## Work to be completed:
Check each line of the entries below for the word "SetStopUnit", then state how many lines have it and nothing more.

Saved entries:
--

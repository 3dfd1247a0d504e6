//! Outcome recording: success/failure counters and latency smoothing.

use chrono::{DateTime, Utc};

use super::entry::Origin;
use super::store::PoolStore;

/// Weight of the previous speed estimate in the moving average.
const SPEED_KEEP: f64 = 0.7;
/// Weight of the newly observed latency.
const SPEED_NEW: f64 = 0.3;

/// Failures above this deactivate an entry that has fewer than
/// [`DEACTIVATE_SUCCESS_FLOOR`] successes.
pub const DEACTIVATE_AFTER_FAILURES: u64 = 5;
pub const DEACTIVATE_SUCCESS_FLOOR: u64 = 3;

impl PoolStore {
    /// Record the result of one use of the identity at `address`.
    ///
    /// Unknown addresses are ignored. A caller-sourced entry wins over other
    /// entries sharing the address, and its caller record is updated in the
    /// same call so both views agree.
    pub fn record_outcome(
        &mut self,
        address: &str,
        success: bool,
        latency_secs: f64,
        now: DateTime<Utc>,
    ) {
        let idx = self
            .entries
            .iter()
            .position(|e| e.origin == Origin::CallerSourced && e.address == address)
            .or_else(|| self.entries.iter().position(|e| e.address == address));

        if let Some(entry) = idx.map(|i| &mut self.entries[i]) {
            if success {
                entry.success_count += 1;
                entry.speed = SPEED_KEEP * entry.speed + SPEED_NEW * latency_secs.max(0.0);
            } else {
                entry.failure_count += 1;
                if entry.active
                    && entry.failure_count > DEACTIVATE_AFTER_FAILURES
                    && entry.success_count < DEACTIVATE_SUCCESS_FLOOR
                {
                    entry.active = false;
                    tracing::info!(
                        "deactivated identity {} after {} failures",
                        entry.key(),
                        entry.failure_count
                    );
                }
            }
            entry.last_used_at = now;
        }

        if let Some(record) = self.user_records.get_mut(address) {
            if success {
                record.success_count += 1;
            } else {
                record.failure_count += 1;
            }
            record.total_requests += 1;
            record.last_used_at = now;
        }
    }
}
//! Line commands for the interactive loop.

use std::fmt;
use std::str::FromStr;

use gradia_ui::prelude::*;

/// One parsed input line.
#[derive(Debug, Clone, PartialEq)]
pub enum Command {
    Event(EditorEvent),
    Show,
    Css,
    Presets,
    Help,
    Quit,
}

#[derive(Debug, Clone, PartialEq, Eq)]
pub struct CommandError(String);

impl fmt::Display for CommandError {
    fn fmt(&self, f: &mut fmt::Formatter<'_>) -> fmt::Result {
        f.write_str(&self.0)
    }
}

impl std::error::Error for CommandError {}

fn err(msg: impl Into<String>) -> CommandError {
    CommandError(msg.into())
}

pub const HELP: &str = "\
layers:  add | select <id> | remove [id] | up [id] | down [id]
layer:   type <name> | angle <deg> | x <offset> | y <offset> | blend <mode>
         shape <circle|ellipse> | size <keyword>
stops:   stop add | stop color <i> <hex> | stop pos <i> <n> | stop unit <i> <%|px>
         stop opacity <i> <0-100> | stop rm <i>
other:   preview <rectangle|circle> | preset <name> | presets | copy | css | show
         help | quit";

/// Parses one line. Blank lines and `#` comments yield `Ok(None)`.
///
/// `selected` stands in for an omitted layer id.
pub fn parse_command(line: &str, selected: Option<LayerId>) -> Result<Option<Command>, CommandError> {
    let line = line.trim();
    if line.is_empty() || line.starts_with('#') {
        return Ok(None);
    }
    let mut words = line.split_whitespace();
    let Some(head) = words.next() else {
        return Ok(None);
    };
    let args: Vec<&str> = words.collect();

    let layer_arg = |args: &[&str]| -> Result<LayerId, CommandError> {
        match args.first() {
            Some(raw) => raw.parse().map_err(|e| err(format!("{e}"))),
            None => selected.ok_or_else(|| err("no layer selected")),
        }
    };

    let event = match head {
        "show" => return Ok(Some(Command::Show)),
        "css" => return Ok(Some(Command::Css)),
        "presets" => return Ok(Some(Command::Presets)),
        "help" | "?" => return Ok(Some(Command::Help)),
        "quit" | "exit" | "q" => return Ok(Some(Command::Quit)),

        "add" => EditorEvent::AddLayer,
        "select" => EditorEvent::SelectLayer(value(&args, 0, "layer id")?),
        "remove" | "rm" => EditorEvent::RemoveLayer(layer_arg(&args)?),
        "up" => EditorEvent::MoveLayer(layer_arg(&args)?, Direction::Up),
        "down" => EditorEvent::MoveLayer(layer_arg(&args)?, Direction::Down),

        "type" => EditorEvent::SetKind(GradientKind::parse(word(&args, 0, "gradient type")?)),
        "angle" => EditorEvent::SetAngle(value(&args, 0, "angle")?),
        "x" => EditorEvent::SetPositionX(value(&args, 0, "offset")?),
        "y" => EditorEvent::SetPositionY(value(&args, 0, "offset")?),
        "blend" => EditorEvent::SetBlendMode(value(&args, 0, "blend mode")?),
        "shape" => EditorEvent::SetRadialShape(value(&args, 0, "radial shape")?),
        "size" => EditorEvent::SetRadialSize(value(&args, 0, "radial size")?),

        "stop" => parse_stop(&args)?,

        "preview" => EditorEvent::SetPreviewShape(value(&args, 0, "preview shape")?),
        "preset" => EditorEvent::LoadPreset(word(&args, 0, "preset name")?.to_string()),
        "copy" => EditorEvent::CopyCss,

        other => return Err(err(format!("unknown command `{other}` (try `help`)"))),
    };
    Ok(Some(Command::Event(event)))
}

fn parse_stop(args: &[&str]) -> Result<EditorEvent, CommandError> {
    let sub = word(args, 0, "stop command")?;
    if sub == "add" {
        return Ok(EditorEvent::AddColorStop);
    }
    let index: usize = value(args, 1, "stop index")?;
    let event = match sub {
        "color" => EditorEvent::SetStopColor { index, color: word(args, 2, "color")?.to_string() },
        "pos" | "position" => {
            let position: f32 = value(args, 2, "position")?;
            if !position.is_finite() {
                return Err(err("position must be a finite number"));
            }
            EditorEvent::SetStopPosition { index, position }
        }
        "unit" => EditorEvent::SetStopUnit { index, unit: value(args, 2, "unit")? },
        "opacity" => {
            let opacity: u8 = value(args, 2, "opacity")?;
            if opacity > ColorStop::MAX_OPACITY {
                return Err(err("opacity must be 0-100"));
            }
            EditorEvent::SetStopOpacity { index, opacity }
        }
        "rm" | "remove" => EditorEvent::RemoveColorStop(index),
        other => return Err(err(format!("unknown stop command `{other}`"))),
    };
    Ok(event)
}

fn word<'a>(args: &[&'a str], at: usize, what: &str) -> Result<&'a str, CommandError> {
    args.get(at).copied().ok_or_else(|| err(format!("missing {what}")))
}

fn value<T>(args: &[&str], at: usize, what: &str) -> Result<T, CommandError>
where
    T: FromStr,
    T::Err: fmt::Display,
{
    let raw = word(args, at, what)?;
    raw.parse().map_err(|e| err(format!("bad {what} `{raw}`: {e}")))
}

#[cfg(test)]
mod tests {
    use super::*;

    fn event(line: &str) -> EditorEvent {
        match parse_command(line, "layer-0".parse().ok()).unwrap() {
            Some(Command::Event(e)) => e,
            other => panic!("expected event, got {other:?}"),
        }
    }

    fn error(line: &str) -> String {
        parse_command(line, None).unwrap_err().to_string()
    }

    #[test]
    fn blank_and_comment_lines() {
        assert_eq!(parse_command("   ", None).unwrap(), None);
        assert_eq!(parse_command("# note", None).unwrap(), None);
    }

    #[test]
    fn meta_commands() {
        assert_eq!(parse_command("show", None).unwrap(), Some(Command::Show));
        assert_eq!(parse_command("quit", None).unwrap(), Some(Command::Quit));
        assert_eq!(parse_command("presets", None).unwrap(), Some(Command::Presets));
    }

    #[test]
    fn layer_commands() {
        let l2: LayerId = "layer-2".parse().unwrap();
        assert_eq!(event("add"), EditorEvent::AddLayer);
        assert_eq!(event("select layer-2"), EditorEvent::SelectLayer(l2));
        assert_eq!(event("select 2"), EditorEvent::SelectLayer(l2));
        assert_eq!(event("up 2"), EditorEvent::MoveLayer(l2, Direction::Up));
    }

    #[test]
    fn omitted_id_uses_selection() {
        let l0: LayerId = "layer-0".parse().unwrap();
        assert_eq!(event("remove"), EditorEvent::RemoveLayer(l0));
        assert_eq!(event("down"), EditorEvent::MoveLayer(l0, Direction::Down));
        assert_eq!(error("remove"), "no layer selected");
    }

    #[test]
    fn field_commands() {
        assert_eq!(event("type conic-gradient"), EditorEvent::SetKind(GradientKind::Conic));
        assert_eq!(event("angle -45"), EditorEvent::SetAngle(-45));
        assert_eq!(event("x 20"), EditorEvent::SetPositionX(20));
        assert_eq!(event("blend color-dodge"), EditorEvent::SetBlendMode(BlendMode::ColorDodge));
        assert_eq!(event("shape circle"), EditorEvent::SetRadialShape(RadialShape::Circle));
        assert_eq!(event("size farthest-side"), EditorEvent::SetRadialSize(RadialSize::FarthestSide));
        assert_eq!(event("preview circle"), EditorEvent::SetPreviewShape(PreviewShape::Circle));
    }

    #[test]
    fn stop_commands() {
        assert_eq!(event("stop add"), EditorEvent::AddColorStop);
        assert_eq!(
            event("stop color 1 #ff0000"),
            EditorEvent::SetStopColor { index: 1, color: "#ff0000".into() }
        );
        assert_eq!(event("stop pos 0 12.5"), EditorEvent::SetStopPosition { index: 0, position: 12.5 });
        assert_eq!(event("stop unit 0 px"), EditorEvent::SetStopUnit { index: 0, unit: StopUnit::Px });
        assert_eq!(event("stop opacity 2 40"), EditorEvent::SetStopOpacity { index: 2, opacity: 40 });
        assert_eq!(event("stop rm 1"), EditorEvent::RemoveColorStop(1));
    }

    #[test]
    fn malformed_commands() {
        assert!(error("angle").contains("missing angle"));
        assert!(error("angle steep").contains("bad angle"));
        assert!(error("blend sparkle").contains("bad blend mode"));
        assert!(error("stop opacity 0 150").contains("0-100"));
        assert!(error("stop pos 0 NaN").contains("finite"));
        assert!(error("stop pos 1 inf").contains("finite"));
        assert!(error("stop wobble 0").contains("unknown stop command"));
        assert!(error("frobnicate").contains("unknown command"));
    }
}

--

## Expected output:
2